Auf der Berlinale macht sich Trostlosigkeit breit – in Ulrich Seidls bitterem Film „Rimini“ und in Ursula Meiers herbem Drama „La ligne“.

Berlin - Nach den durchgestylten, farbsatten Bildern im Eröffnungsfilm (der wegen eines Server-Ausfalls bei der von deutscher Prominenz aus Film und Politik besuchten Auftaktgala minutenlang unterbrochen wurde), kippte die Berlinale am ersten Festivaltag – im deutlichen Gegensatz zum unerwartet sonnigen Hauptstadtwetter – direkt in dreckig-grauen Trübsal. Nicht zuletzt dank des neuen Films von Ulrich Seidl, der sich mit Ungemütlichkeit ja auskennt wie wenige andere.

 

In „Rimini“ erzählt er vom schwer in die Jahre gekommenen Schlagersänger Richie Bravo (Michael Thomas). Zu Beginn kommt er zur Beerdigung der Mutter heim nach Österreich, wo der Nazivater längst im Heim lebt und das Jugendzimmer noch aussieht wie damals in den Siebzigern. Doch eigentlich lebt er in Rimini, wo er sich in seiner heruntergekommenen Villa an den Ruhm vergangener Tage klammert und für kleines Geld regelmäßig aus der Heimat angereiste weibliche Fans beglückt – und das nicht nur mit seinem Gesang. Eines Tages steht seine fast schon vergessene Tochter samt muslimischem Freund vor der Tür und will außer Antworten vor allem Geld von ihm.

Unangenehm plump

Die Trostlosigkeit, die Seidl an der winterlichen Adria einfängt, ist eindrucksvoll und entspricht den vertrauten Themen, an denen er sich einmal mehr abarbeitet: darunter Einsamkeit, Alkoholismus, freudloser Sex, Fremdenfeindlichkeit und die Schatten der Vergangenheit. Anzusehen ist das angemessen bitter, aber auch etwas redundant, nicht nur innerhalb des Seidl’schen Werks, sondern auch im deutlich zu lang geratenen „Rimini“. Und dass er immer wieder Gruppen von Geflüchteten als bloße Staffage am Bildrand platziert, ist auf eine Art und Weise unangenehm, die selbst für den österreichischen Regisseur unangenehm plump ist.

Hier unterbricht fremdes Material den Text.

//! Core type definitions with validation.

use std::fmt;

use serde::{Deserialize, Serialize};
use thiserror::Error;

/// Validation errors for core types.
#[derive(Debug, Error, Clone, PartialEq, Eq)]
pub enum ValidationError {
    /// The provided value was empty.
    #[error("{field} cannot be empty")]
    Empty { field: &'static str },

    /// Bib numbers start at 1.
    #[error("invalid bib number: {value}")]
    InvalidBib { value: String },
}

/// A participant's race number.
///
/// Bibs are positive integers. They identify an entry for the whole of a race,
/// across every leg it runs.
#[derive(Debug, Clone, Copy, PartialEq, Eq, PartialOrd, Ord, Hash, Serialize, Deserialize)]
#[serde(try_from = "u32", into = "u32")]
pub struct Bib(u32);

impl Bib {
    /// Creates a new bib after validation.
    pub fn new(value: u32) -> Result<Self, ValidationError> {
        if value == 0 {
            return Err(ValidationError::InvalidBib {
                value: value.to_string(),
            });
        }
        Ok(Self(value))
    }

    /// Returns the bib as a plain number.
    #[must_use]
    pub const fn value(self) -> u32 {
        self.0
    }
}

impl TryFrom<u32> for Bib {
    type Error = ValidationError;

    fn try_from(value: u32) -> Result<Self, Self::Error> {
        Self::new(value)
    }
}

impl From<Bib> for u32 {
    fn from(bib: Bib) -> Self {
        bib.0
    }
}

impl fmt::Display for Bib {
    fn fmt(&self, f: &mut fmt::Formatter<'_>) -> fmt::Result {
        write!(f, "{}", self.0)
    }
}

impl std::str::FromStr for Bib {
    type Err = ValidationError;

    fn from_str(s: &str) -> Result<Self, Self::Err> {
        let invalid = || ValidationError::InvalidBib {
            value: s.to_string(),
        };
        let value: u32 = s.trim().parse().map_err(|_| invalid())?;
        Self::new(value).map_err(|_| invalid())
    }
}

/// Generates a validated string ID newtype with common trait implementations.
macro_rules! define_string_id {
    (
        $(#[$meta:meta])*
        $name:ident, $field_name:literal
    ) => {
        $(#[$meta])*
        #[derive(Debug, Clone, PartialEq, Eq, PartialOrd, Ord, Hash, Serialize, Deserialize)]
        #[serde(try_from = "String", into = "String")]
        pub struct $name(String);

        impl $name {
            /// Creates a new ID after validation.
            pub fn new(id: impl Into<String>) -> Result<Self, ValidationError> {
                let id = id.into();
                if id.trim().is_empty() {
                    return Err(ValidationError::Empty { field: $field_name });
                }
                Ok(Self(id))
            }

            /// Returns the ID as a string slice.
            pub fn as_str(&self) -> &str {
                &self.0
            }
        }

        impl TryFrom<String> for $name {
            type Error = ValidationError;

            fn try_from(value: String) -> Result<Self, Self::Error> {
                Self::new(value)
            }
        }

        impl From<$name> for String {
            fn from(id: $name) -> Self {
                id.0
            }
        }

        impl fmt::Display for $name {
            fn fmt(&self, f: &mut fmt::Formatter<'_>) -> fmt::Result {
                write!(f, "{}", self.0)
            }
        }

        impl AsRef<str> for $name {
            fn as_ref(&self) -> &str {
                &self.0
            }
        }

        impl std::borrow::Borrow<str> for $name {
            fn borrow(&self) -> &str {
                &self.0
            }
        }
    };
}

define_string_id!(
    /// A validated category short code.
    ///
    /// Codes must be non-empty. They identify both entry categories
    /// (e.g. "MV40") and prize categories (e.g. "Open").
    CategoryCode, "category code"
);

Winter herrscht auch in „La ligne“ der Schweizerin Ursula Meier, die ihren ersten Spielfilm in zehn Jahren wieder in den Bergen der Romandie gedreht hat. Nach einem gewalttätigen Streit mit ihrer Mutter (Valeria Bruni Tedeschi) wird der 35-jährigen Margarete (Stéphanie Blanchoud) Kontaktverbot auferlegt. Nur auf 100 Meter darf sie sich dem Haus der Familie nähern, was in vieler Hinsicht leichter gesagt ist als getan, weswegen die kleine Schwester eine blaue Linie im korrekten Abstand rund um das Grundstück zieht und sich dort täglich mit Margarete trifft.

Feinsinnige Zwischentöne

Ähnlich wie die komplex strukturierte Familie im Zentrum ist auch Meiers Film dominiert von Aggressionen, die trotzdem Raum lassen für Humor, was die Regisseurin stilsicher in ein Wechselbad der Gefühle verwandelt. Gesellschaftspolitische Anwandlungen wie Seidl hat sie dabei nicht, dafür allerdings anders als er ein gutes Gespür für feinsinnige Zwischentöne und die Kraft der Auslassung.

Nach den Nachbarländern richtet sich am Wochenende nun der Blick aufs deutsche Kino. An diesem Samstag feiert Andreas Dresens neuer Film „Rabiye Kurnaz gegen George W. Bush“ seine Weltpremiere, am Sonntag folgt dann „A E I O U – Das schnelle Alphabet der Liebe“ von Berlinale-Debütantin Nicolette Krebitz.